I enjoyed a slower-paced day when I went to the home of good friend and fellow blogger Elizabeth the other week. While our littlest ones played together, we donned aprons and spent the day tackling the tedious task of peeling and slicing basketfuls of apples from her grandparents’ farm. These weren’t perfectly shaped grocery store apples, so they didn’t fit well on those handy crank devices that peel, core and slice them in one swift arm movement. We peeled and sliced most of the apples by hand and felt a domestic connection to our female ancestors who did things the old fashioned way. We saved some apple slices for pies and crisps, and others we mixed with cinnamon and sugar and cooked down into applesauce. The house smelled delicious and our hands were busy as we chatted about books and family and faith. I love living slowly and savoring the moment.
We live in a world that runs at a faster pace than ever. There are endless opportunities for entertainment and recreation – perhaps too many opportunities – and these things are more affordable than ever for average families. We feel driven to seek recognition, to be important and visible, to leave our unique mark on the world. People devote their lives to their careers and find their identities in jobs that demand long hours. Technology keeps us always connected with little time to take a breath and reflect. Everywhere I go, I get bombarded with the message that I should be doing more, whether it is at church, in my larger community, or even online where Facebook or Pinterest highlight all the cool things I’m not doing. But do we need to do it all? At the same time? It’s more important now than ever to set boundaries for our personal lives and our families.

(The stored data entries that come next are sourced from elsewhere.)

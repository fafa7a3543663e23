use std::io::Read;

use bytes::Bytes;
use headers::ContentType;
use serde::Serialize;

use crate::error::ApiClientError;

/// Represents the body of an HTTP request with its content type.
///
/// The JSON convenience constructor marshals a value and then goes through the
/// same generic path as [`CallBody::raw`]: the `Content-Type` header always comes
/// from the declared value, never from sniffing the bytes.
#[derive(Clone, derive_more::Debug)]
pub struct CallBody {
    pub(crate) content_type: ContentType,
    #[debug(ignore)]
    pub(crate) data: Bytes,
}

impl CallBody {
    /// Creates a JSON body from a serializable type.
    ///
    /// This method serializes the data as `application/json` using the `serde_json` crate.
    ///
    /// # Examples
    ///
    /// ```rust
    /// # use stratus_core::CallBody;
    /// # use serde::Serialize;
    /// # fn example() -> Result<(), Box<dyn std::error::Error>> {
    /// #[derive(Serialize)]
    /// struct NewServer {
    ///     name: String,
    ///     flavor: String,
    /// }
    ///
    /// let server = NewServer {
    ///     name: "web-01".to_string(),
    ///     flavor: "s1.small".to_string(),
    /// };
    ///
    /// let body = CallBody::json(&server)?;
    /// assert_eq!(body.content_type().to_string(), "application/json");
    /// # Ok(())
    /// # }
    /// ```
    ///
    /// # Errors
    ///
    /// Fails when the value cannot be marshaled.
    pub fn json<T>(t: &T) -> Result<Self, ApiClientError>
    where
        T: Serialize + ?Sized,
    {
        let data = serde_json::to_vec(t)?;
        Ok(Self::raw(data, ContentType::json()))
    }

    /// Creates a form-encoded body from a serializable type.
    ///
    /// This method serializes the data as `application/x-www-form-urlencoded`
    /// using the `serde_urlencoded` crate.
    ///
    /// # Errors
    ///
    /// Fails when the value is not a flat structure.
    pub fn form<T>(t: &T) -> Result<Self, ApiClientError>
    where
        T: Serialize + ?Sized,
    {
        let data = serde_urlencoded::to_string(t)
            .map_err(|e| ApiClientError::SerializationError {
                message: format!("Failed to serialize form data: {e}"),
            })?
            .into_bytes();

        Ok(Self::raw(data, ContentType::form_url_encoded()))
    }

    /// Creates a raw body with custom content type.
    ///
    /// # Examples
    ///
    /// ```rust
    /// use stratus_core::CallBody;
    /// use headers::ContentType;
    ///
    /// // Send a disk image
    /// let image = vec![0x51, 0x46, 0x49, 0xFB];
    /// let body = CallBody::raw(image, ContentType::octet_stream());
    /// assert_eq!(body.data().len(), 4);
    /// ```
    pub fn raw(data: impl Into<Bytes>, content_type: ContentType) -> Self {
        Self {
            content_type,
            data: data.into(),
        }
    }

    /// Creates a raw body from a content type string, such as a multipart
    /// content type carrying its boundary.
    ///
    /// # Errors
    ///
    /// Fails when the content type is not a valid media type.
    pub fn with_content_type(
        data: impl Into<Bytes>,
        content_type: &str,
    ) -> Result<Self, ApiClientError> {
        let mime = content_type.parse::<mime::Mime>()?;
        Ok(Self::raw(data, ContentType::from(mime)))
    }

    /// Reads a whole byte stream into a body with the given content type.
    ///
    /// # Errors
    ///
    /// Fails when the reader fails.
    pub fn from_reader(
        mut reader: impl Read,
        content_type: ContentType,
    ) -> Result<Self, ApiClientError> {
        let mut data = Vec::new();
        reader.read_to_end(&mut data)?;
        Ok(Self::raw(data, content_type))
    }

    /// Creates a text body with text/plain content type.
    pub fn text(text: &str) -> Self {
        Self::raw(text.as_bytes().to_vec(), ContentType::text())
    }

    /// The declared content type.
    pub fn content_type(&self) -> &ContentType {
        &self.content_type
    }

    /// The encoded bytes.
    pub fn data(&self) -> &Bytes {
        &self.data
    }
}
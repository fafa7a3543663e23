use std::borrow::Cow;
use std::collections::BTreeSet;
use std::sync::LazyLock;

use regex::Regex;
use tracing::warn;

use crate::args::CallArgs;
use crate::descriptor::ParamSpec;
use crate::error::ApiClientError;
use crate::param::{ParamLocation, style_param};

/// Regular expression for matching path parameters in the format `{param_name}`.
static RE: LazyLock<Regex> =
    LazyLock::new(|| Regex::new(r"\{(?<name>[^{}/]+)}").expect("a valid regex"));

fn replace_path_param(path: &str, param_name: &str, value: &str) -> String {
    let pattern = ["{", param_name, "}"].concat();
    path.replace(&pattern, value)
}

/// Substitutes the styled path arguments into a path template.
///
/// Every placeholder of the template must be resolved; the same placeholder
/// may appear several times.
pub(crate) fn resolve_path(
    template: &str,
    specs: &[ParamSpec],
    args: &CallArgs,
) -> Result<String, ApiClientError> {
    let mut names: BTreeSet<&str> = RE
        .captures_iter(template)
        .filter_map(|caps| caps.name("name"))
        .map(|found| found.as_str())
        .collect();

    let mut path = template.to_string();
    for spec in specs {
        let Some(value) = args.get(ParamLocation::Path, spec.name) else {
            continue;
        };
        if !names.remove(spec.name) {
            warn!(name = spec.name, template, "argument name not found");
            continue;
        }

        let styled = style_param(
            spec.style,
            spec.explode,
            ParamLocation::Path,
            spec.name,
            value,
        )?;
        if matches!(styled.as_str(), "." | "..") && is_whole_segment(template, spec.name) {
            return Err(ApiClientError::UnsupportedParameterValue {
                message: format!("path parameter '{}' would become a dot segment", spec.name),
                value: value.clone(),
            });
        }
        path = replace_path_param(&path, spec.name, &styled);
    }

    if names.is_empty() {
        Ok(path)
    } else {
        Err(ApiClientError::PathUnresolved {
            path: template.to_string(),
            missings: names.into_iter().map(str::to_string).collect(),
        })
    }
}

fn is_whole_segment(template: &str, param_name: &str) -> bool {
    let pattern = ["{", param_name, "}"].concat();
    template.split('/').any(|segment| segment == pattern)
}

/// Turns an absolute path into a reference relative to the server URL.
///
/// A leading `/` would replace the whole server path when joined, dropping
/// any prefix such as `/compute/`.
pub(crate) fn relative_reference(path: &str) -> Cow<'_, str> {
    if path.starts_with('/') {
        Cow::Owned(format!(".{path}"))
    } else {
        Cow::Borrowed(path)
    }
}
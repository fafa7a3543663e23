//! # Stratus Compute
//!
//! Typed binding of the compute API: servers, volumes, images and SSH keys.
//!
//! Every operation is a static [`OperationDescriptor`](stratus_core::OperationDescriptor)
//! in [`operations`], driven by the `stratus-core` engine. Two clients expose
//! one method per operation:
//!
//! - [`ComputeClient`] returns the raw `reqwest::Response`;
//! - [`ComputeResponsesClient`] returns a [`ResponseEnvelope`](stratus_core::ResponseEnvelope)
//!   with the typed payload of the declared status, if any.
//!
//! Write operations come in two flavours: `create_server(headers, &NewServer, ..)`
//! marshals the model as JSON, `create_server_with_body(headers, CallBody, ..)`
//! sends any body with its own content type.
//!
//! ```rust,no_run
//! use stratus_compute::{
//!     ComputeResponsesClient, ListServersParams, ListServersResponse, PageParams, RequestHeaders,
//!     ServerStatus,
//! };
//! use stratus_core::{ApiClient, Authentication, CallOptions};
//!
//! # #[tokio::main]
//! # async fn main() -> Result<(), stratus_core::ApiClientError> {
//! let compute = ComputeResponsesClient::new(
//!     ApiClient::builder()
//!         .with_server("https://compute.example.com/api")
//!         .with_authentication(Authentication::Bearer("token".into()))
//!         .build()?,
//! );
//!
//! let params = ListServersParams {
//!     page: PageParams::new(1, 50),
//!     status: vec![ServerStatus::Running],
//!     ..ListServersParams::new(RequestHeaders::new("abc-123"))
//! };
//! let envelope = compute.list_servers(&params, &CallOptions::default()).await?;
//! if let Some(ListServersResponse::Ok(page)) = envelope.payload() {
//!     for server in &page.data {
//!         println!("{} {}", server.id, server.name);
//!     }
//! }
//! # Ok(())
//! # }
//! ```

mod client;
mod params;
mod responses;

pub mod models;
pub mod operations;

pub use self::client::{ComputeClient, ComputeResponsesClient};
pub use self::models::{
    Attachment, ErrorBody, Image, ImagePage, NewServer, NewSshKey, NewVolume, PageInfo, Server,
    ServerPage, ServerPatch, ServerStatus, SshKey, SshKeyPage, UnsupportedMediaTypeBody, Volume,
    VolumePage,
};
pub use self::params::{
    AttachmentParams, ImageParams, ListImagesParams, ListServerVolumesParams, ListServersParams,
    ListSshKeysParams, ListVolumesParams, PageParams, RequestHeaders, ServerParams, SshKeyParams,
    UploadImageParams, VolumeParams,
};
pub use self::responses::{
    AttachVolumeResponse, CreateServerResponse, CreateSshKeyResponse, CreateVolumeResponse,
    DeleteServerResponse, DeleteSshKeyResponse, DetachVolumeResponse, GetImageResponse,
    GetServerResponse, GetVolumeResponse, ListImagesResponse, ListServerVolumesResponse,
    ListServersResponse, ListSshKeysResponse, ListVolumesResponse, UpdateServerResponse,
    UploadImageResponse,
};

All that is why you will most likely find me, the introverted mom, at home if you go looking for me this year. Balance, rest, and reflection help me keep my sanity. These things make me a better wife, mom, and friend. This fall as the air grows chilly and the holidays draw near, I’ll be at home with my family. Maybe we’ll bake some apple crisp, rake some leaves, and read a few chapter books together. That type of introverted mom, quiet life sounds just right.